While it is true that much of today’s enroute navigation uses airborne computer equipment, what if it fails? A pilot must be able to navigate via dead reckoning, celestial, or any other means of navigation that would enable the flight to be completed safely. There are times when a pilot will navigate using only the chart and visible landmarks, and other times when a pilot will use ground based radio signals. The pilot is responsible for understanding the advantages and disadvantages of each type of navigation used, and knowing when to use them.

To be able to navigate also requires a thorough understanding of geography. Furthermore, a pilot must be familiar with international laws and current political situations in various countries. In an emergency, a pilot must know which countries are hostile or unstable, and which are safe. This requires staying abreast of current world events.

Part of navigation also involves the weather. Pilots will often have to deviate from their normal course to avoid dangerous weather conditions. Sometimes this is not possible, and the pilot must be able to make decisions based on the known risks.

5) Regulations and air traffic control: A pilot must be familiar with all the regulations that may affect his or her flight. There are literally hundreds of regulations that must be complied with for every flight. These regulations are written by legal professionals, therefore, a pilot must be able to read and understand legal documents. Most of these regulations come from the Federal Aviation Administration (FAA), but a pilot is expected to comply with the regulations of various other government bodies, both Federal and State. In addition, pilots flying internationally are governed by International law as well as the laws that are specific to the country to which they are operating.

A large section of these rules pertains to the carriage of hazardous materials. A pilot must understand the properties of various chemicals and other agents in order to be able to comply with these rules.

Air traffic control involves many regulations. In addition, there are books of procedures that air traffic controllers must follow. The pilot must also be familiar with these procedures. In the event the controller makes an error, it is the pilot’s responsibility to recognize that error and to then take whatever action is necessary to complete the flight safely. In additions to the procedures, the pilot must understand the limits of the controller’s radar and radios. Radios include the communication radios as well as ground based radio navigation aids.
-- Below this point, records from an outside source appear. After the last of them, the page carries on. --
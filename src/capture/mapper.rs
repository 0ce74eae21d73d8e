//! Perimeter mapping: pixel buffer + layout geometry → ordered LED colors.

use crate::capture::frame::{Frame, Rect};
use crate::capture::layout::{traversal, LedLayout, Side, SideMode};
use crate::color::Rgb;

/// Maps frames onto the LED perimeter.
///
/// Holds a scratch buffer for the unshifted sequence so that steady-state
/// mapping does not allocate.
#[derive(Debug, Default)]
pub struct PerimeterMapper {
    unshifted: Vec<Rgb>,
}

impl PerimeterMapper {
    pub fn new() -> Self {
        Self::default()
    }

    /// Fill `out` with one color per installed LED, in traversal order and
    /// rotated by the layout offset.
    ///
    /// `capture` is the region of interest (typically the frame minus any
    /// detected letterbox); it is clamped to the frame. `out` is only resized
    /// when the LED count changes.
    pub fn map(&mut self, frame: &Frame<'_>, capture: Rect, layout: &LedLayout, out: &mut Vec<Rgb>) {
        let total = layout.total();
        if total == 0 {
            out.clear();
            return;
        }
        resize_if_needed(&mut self.unshifted, total);
        resize_if_needed(out, total);

        let area = clamp_rect(capture, frame.bounds()).inset_percent(layout.margin_percent);

        let mut idx = 0;
        for segment in traversal(layout.start_corner, layout.direction) {
            let side = segment.side;
            let n = layout.count(side);
            if n == 0 {
                continue;
            }
            let gap = if side == Side::Bottom {
                gap_range(n, layout.bottom_gap)
            } else {
                0..0
            };
            let disabled = layout.mode(side) == SideMode::Disabled;

            for k in 0..n {
                let i = if segment.reversed { n - 1 - k } else { k };
                self.unshifted[idx] = if disabled || gap.contains(&i) {
                    Rgb::BLACK
                } else {
                    let (x, y) = sample_point(side, i, n, &area);
                    sample(frame, x, y, layout.sample_radius)
                };
                idx += 1;
            }
        }

        let offset = layout.normalized_offset();
        for (j, slot) in out.iter_mut().enumerate() {
            *slot = self.unshifted[(j + offset) % total];
        }
    }
}

fn resize_if_needed(buf: &mut Vec<Rgb>, len: usize) {
    if buf.len() != len {
        buf.resize(len, Rgb::BLACK);
    }
}

/// Centered gap on the bottom side, in left-to-right index space.
fn gap_range(n: usize, gap: usize) -> std::ops::Range<usize> {
    let gap = gap.min(n);
    let start = (n - gap) / 2;
    start..start + gap
}

fn clamp_rect(rect: Rect, bounds: Rect) -> Rect {
    if rect.is_empty() || rect.x >= bounds.width || rect.y >= bounds.height {
        return bounds;
    }
    Rect {
        x: rect.x,
        y: rect.y,
        width: rect.width.min(bounds.width - rect.x),
        height: rect.height.min(bounds.height - rect.y),
    }
}

/// Point `i` of `n` evenly spaced along `side`, at the center of its cell.
fn sample_point(side: Side, i: usize, n: usize, area: &Rect) -> (usize, usize) {
    let along = |len: usize| (2 * i + 1) * len / (2 * n);
    let right = area.x + area.width - 1;
    let bottom = area.y + area.height - 1;
    match side {
        Side::Top => (area.x + along(area.width), area.y),
        Side::Bottom => (area.x + along(area.width), bottom),
        Side::Left => (area.x, area.y + along(area.height)),
        Side::Right => (right, area.y + along(area.height)),
    }
}

fn sample(frame: &Frame<'_>, x: usize, y: usize, radius: usize) -> Rgb {
    if radius == 0 {
        return frame.pixel(x, y);
    }
    let x0 = x.saturating_sub(radius);
    let y0 = y.saturating_sub(radius);
    let x1 = (x + radius).min(frame.width() - 1);
    let y1 = (y + radius).min(frame.height() - 1);

    let (mut r, mut g, mut b, mut n) = (0u32, 0u32, 0u32, 0u32);
    for py in y0..=y1 {
        for px in x0..=x1 {
            let c = frame.pixel(px, py);
            r += c.r as u32;
            g += c.g as u32;
            b += c.b as u32;
            n += 1;
        }
    }
    Rgb::new((r / n) as u8, (g / n) as u8, (b / n) as u8)
}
This requires an understanding of electromagnetic wave signals, and how the different wave lengths of radio and light waves can be affected by various phenomena.

6) Pilots must have some knowledge of physiology:. While a pilot is not expected to go to medical school, the FAA does expect a pilot to be able to recognize physical problems that may affect him or herself or any passengers. The pilot also has to know how to prevent these problems in the first place. In addition, the pilot must understand the various illusions and sensations that occur in flight that could adversely affect safety.

Pilots also need to study past aviation accidents so they can better understand the human factors that may have contributed to them.

Flying hours are counted as your experience and accordingly you get various job opportunities. Usually one has to work as co-pilot for years before streaming as captain. Pay packages are excellent but most of the pay is for flying hour’s benefits.  Chartered planes, agriculture dusting planes, helicopters, commercial planes with various airlines offer you jobs in various capacities.

Fitness is needed throughout your career and stringent medical tests are done everywhere to check it. Travelling at odd hours is part of the job and continuous learning for newer technology becomes a need of the career. Airlines industry all over the world goes in swings of ups and downs. Please take a caution note off this before entering any flying club to become a commercial pilot.